Nel 2020, è passato al governo, inizialmente come consigliere economico principale del Primo Ministro Viktor Orbán. Nel 2022, ha assunto un ruolo ministeriale, diventando infine capo del portafoglio dell’economia nazionale nel 2024. Nonostante si descriva principalmente come un ‘professionista’ piuttosto che un politico, Nagy ha riconosciuto che il suo ruolo comporta inevitabilmente delle conseguenze politiche.
Ci sono molte politiche economiche che devono essere cambiate, ma comunque l'Ungheria potrebbe adottare l'euro nel prossimo futuro. Inoltre, il nuovo governo ungherese Tisza eredita un enorme deficit dopo Orbán, i fondi UE diventano fondamentali.
Critiche e controversie
Il mandato di Nagy è stato spesso accompagnato da critiche, in particolare per quanto riguarda le previsioni economiche che, secondo i critici, erano eccessivamente ottimistiche o distaccate dalla realtà. Le proiezioni del Governo sotto la sua guida sono state spesso difese in quanto in linea con le aspettative del mercato dell’epoca, anche se lo scetticismo è rimasto.
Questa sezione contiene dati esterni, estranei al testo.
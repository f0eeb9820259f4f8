use std::time::Duration;

use redis::{AsyncCommands, aio::ConnectionManager};
use serde::{Serialize, de::DeserializeOwned};
use sha2::{Digest, Sha256};

use crate::{app_state::AppError, torrent_item::digest_prefix};

/// Marker value for playback queries that are being pre-cached at a debrid.
pub const DOWNLOAD_IN_PROGRESS: &str = "DOWNLOAD_IN_PROGRESS";

/// Builds the canonical cache key shape: 16 hex chars of
/// `sha256(domain|part|part|…)`.
pub fn cache_key(domain: &str, parts: &[&str]) -> String {
    let mut hasher = Sha256::new();
    hasher.update(domain);
    for part in parts {
        hasher.update("|");
        hasher.update(part);
    }
    digest_prefix(&hasher.finalize())
}

/// Process-wide cache handle over redis. Values are stored as JSON; domain
/// objects round-trip losslessly. Every operation degrades to a cache miss
/// on connection trouble, logged but never fatal to a request.
#[derive(Clone)]
pub struct KvCache {
    conn: ConnectionManager,
}

impl std::fmt::Debug for KvCache {
    fn fmt(&self, f: &mut std::fmt::Formatter<'_>) -> std::fmt::Result {
        f.debug_struct("KvCache").finish_non_exhaustive()
    }
}

impl KvCache {
    pub async fn connect(redis_url: &str) -> Result<Self, AppError> {
        let client = redis::Client::open(redis_url)
            .map_err(|e| AppError::internal_error(format!("invalid redis url: {e}")))?;
        let conn = client.get_connection_manager().await?;
        Ok(Self { conn })
    }

    pub async fn get<T: DeserializeOwned>(&self, key: &str) -> Option<T> {
        let mut conn = self.conn.clone();
        let raw: Option<String> = match conn.get(key).await {
            Ok(raw) => raw,
            Err(e) => {
                tracing::error!(key, "Redis get failed: {e}");
                return None;
            }
        };
        let raw = raw?;
        match serde_json::from_str(&raw) {
            Ok(value) => Some(value),
            Err(e) => {
                tracing::error!(key, "Cached value does not deserialize: {e}");
                None
            }
        }
    }

    pub async fn set<T: Serialize>(&self, key: &str, value: &T, ttl: Option<Duration>) {
        let raw = match serde_json::to_string(value) {
            Ok(raw) => raw,
            Err(e) => {
                tracing::error!(key, "Value does not serialize: {e}");
                return;
            }
        };
        self.set_string(key, &raw, ttl).await;
    }

    pub async fn get_string(&self, key: &str) -> Option<String> {
        let mut conn = self.conn.clone();
        match conn.get(key).await {
            Ok(value) => value,
            Err(e) => {
                tracing::error!(key, "Redis get failed: {e}");
                None
            }
        }
    }

    pub async fn set_string(&self, key: &str, value: &str, ttl: Option<Duration>) {
        let mut conn = self.conn.clone();
        let result: redis::RedisResult<()> = match ttl {
            Some(ttl) => conn.set_ex(key, value, ttl.as_secs().max(1)).await,
            None => conn.set(key, value).await,
        };
        if let Err(e) = result {
            tracing::error!(key, "Redis set failed: {e}");
        }
    }

    pub async fn delete(&self, key: &str) -> bool {
        let mut conn = self.conn.clone();
        match conn.del::<_, u64>(key).await {
            Ok(deleted) => deleted > 0,
            Err(e) => {
                tracing::error!(key, "Redis delete failed: {e}");
                false
            }
        }
    }

    pub async fn exists(&self, key: &str) -> bool {
        let mut conn = self.conn.clone();
        match conn.exists(key).await {
            Ok(exists) => exists,
            Err(e) => {
                tracing::error!(key, "Redis exists failed: {e}");
                false
            }
        }
    }

    pub async fn ttl(&self, key: &str) -> Option<Duration> {
        let mut conn = self.conn.clone();
        match conn.ttl::<_, i64>(key).await {
            Ok(secs) if secs > 0 => Some(Duration::from_secs(secs as u64)),
            Ok(_) => None,
            Err(e) => {
                tracing::error!(key, "Redis ttl failed: {e}");
                None
            }
        }
    }

    pub async fn expire(&self, key: &str, ttl: Duration) -> bool {
        let mut conn = self.conn.clone();
        match conn.expire::<_, bool>(key, ttl.as_secs().max(1) as i64).await {
            Ok(updated) => updated,
            Err(e) => {
                tracing::error!(key, "Redis expire failed: {e}");
                false
            }
        }
    }

    pub async fn flush(&self) {
        let mut conn = self.conn.clone();
        if let Err(e) = redis::cmd("FLUSHDB").query_async::<()>(&mut conn).await {
            tracing::error!("Redis flush failed: {e}");
        }
    }

    /// Cache-or-compute. The fallible computation only runs on a miss; its
    /// result is stored with the given TTL before being returned.
    pub async fn get_or_set<T, F, Fut>(
        &self,
        key: &str,
        ttl: Option<Duration>,
        compute: F,
    ) -> Result<T, AppError>
    where
        T: Serialize + DeserializeOwned,
        F: FnOnce() -> Fut,
        Fut: std::future::Future<Output = Result<T, AppError>>,
    {
        if let Some(cached) = self.get(key).await {
            tracing::debug!(key, "Cache hit");
            return Ok(cached);
        }
        tracing::debug!(key, "Cache miss, computing");
        let value = compute().await?;
        self.set(key, &value, ttl).await;
        Ok(value)
    }

    /// Distributed lock: `SET key NX EX ttl`. Returns `None` when another
    /// holder has the lease. The lease expires on its own if the holder
    /// dies; `release` drops it early.
    pub async fn lock(&self, key: &str, ttl: Duration) -> Result<Option<KvLock>, AppError> {
        let mut conn = self.conn.clone();
        let acquired: Option<String> = redis::cmd("SET")
            .arg(key)
            .arg("locked")
            .arg("NX")
            .arg("EX")
            .arg(ttl.as_secs().max(1))
            .query_async(&mut conn)
            .await?;
        Ok(acquired.map(|_| KvLock {
            key: key.to_string(),
            conn: self.conn.clone(),
        }))
    }
}

/// A held distributed lock. Dropping it without calling [KvLock::release]
/// leaves the lease to expire on its own.
pub struct KvLock {
    key: String,
    conn: ConnectionManager,
}

impl KvLock {
    pub async fn release(mut self) {
        if let Err(e) = self.conn.del::<_, u64>(&self.key).await {
            tracing::warn!(key = self.key, "Failed to release lock: {e}");
        }
    }
}

#[cfg(test)]
mod tests {
    use super::*;

    #[test]
    fn cache_keys_are_16_hex_chars_and_stable() {
        let key = cache_key("media", &["movie", "Inception", "2010", "fr"]);
        assert_eq!(key.len(), 16);
        assert!(key.chars().all(|c| c.is_ascii_hexdigit()));
        assert_eq!(key, cache_key("media", &["movie", "Inception", "2010", "fr"]));
    }

    #[test]
    fn cache_keys_separate_domains_and_parts() {
        assert_ne!(
            cache_key("media", &["movie", "Inception"]),
            cache_key("stream", &["movie", "Inception"])
        );
        // The separator keeps `ab|c` and `a|bc` apart.
        assert_ne!(cache_key("k", &["ab", "c"]), cache_key("k", &["a", "bc"]));
    }
}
Il suo mandato è stato segnato anche da diverse controversie pubbliche. Un incidente degno di nota ha riguardato un incontro pianificato in un hotel di lusso austriaco, che è stato bruscamente cancellato dopo aver attirato l’attenzione dei media. Sono state sollevate domande anche sulle spese di viaggio e sugli elevati costi di alloggio durante i viaggi ufficiali all’estero.
Inoltre, i critici hanno collegato la sua gestione economica alla crescita lenta dell’Ungheria negli ultimi anni, sostenendo che il Paese ha faticato a mantenere lo slancio precedente nel colmare il divario con le economie occidentali. Ulteriori dettagli sulla sua partenza non sono ancora stati resi noti.